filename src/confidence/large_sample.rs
//! Large-sample confidence bounds for running averages.
//!
//! Valid when the sample is large enough for the Central Limit Theorem to hold
//! and small relative to the population, so sampling without replacement
//! behaves like sampling with replacement. Neither condition is checked here;
//! callers decide when `n_seen` is large enough to trust the interval.

use crate::confidence::bounds::hoeffding_half_width;
use crate::confidence::{Bounds, ConfidenceError};

/// Half-width of the large-sample interval for an average after `n_seen`
/// observations drawn from `bounds`.
pub fn average(confidence: f64, n_seen: u64, bounds: Bounds) -> Result<f64, ConfidenceError> {
    hoeffding_half_width(confidence, n_seen, bounds)
}

#[cfg(test)]
mod tests {
    use super::*;

    #[test]
    fn shrinks_with_more_observations() {
        let b = Bounds::new(0.0, 100.0).unwrap();
        let e10 = average(0.9, 10, b).unwrap();
        let e1000 = average(0.9, 1000, b).unwrap();
        assert!(e1000 < e10);
        assert!((e10 / e1000 - 10.0).abs() < 1e-9);
    }

    #[test]
    fn zero_observations_is_a_domain_error() {
        let b = Bounds::new(0.0, 1.0).unwrap();
        assert_eq!(average(0.9, 0, b), Err(ConfidenceError::NoObservations));
    }
}
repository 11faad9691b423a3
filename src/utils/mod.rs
pub mod math;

-*-

Beginning at the line that holds "use super::*;", copy every line through the end of the entries exactly as given, and only those lines.

**Answer for the task:**
    use super::*;

    #[test]
    fn shrinks_with_more_observations() {
        let b = Bounds::new(0.0, 100.0).unwrap();
        let e10 = average(0.9, 10, b).unwrap();
        let e1000 = average(0.9, 1000, b).unwrap();
        assert!(e1000 < e10);
        assert!((e10 / e1000 - 10.0).abs() < 1e-9);
    }

    #[test]
    fn zero_observations_is_a_domain_error() {
        let b = Bounds::new(0.0, 1.0).unwrap();
        assert_eq!(average(0.9, 0, b), Err(ConfidenceError::NoObservations));
    }
}
repository 11faad9691b423a3
filename src/utils/mod.rs
pub mod math;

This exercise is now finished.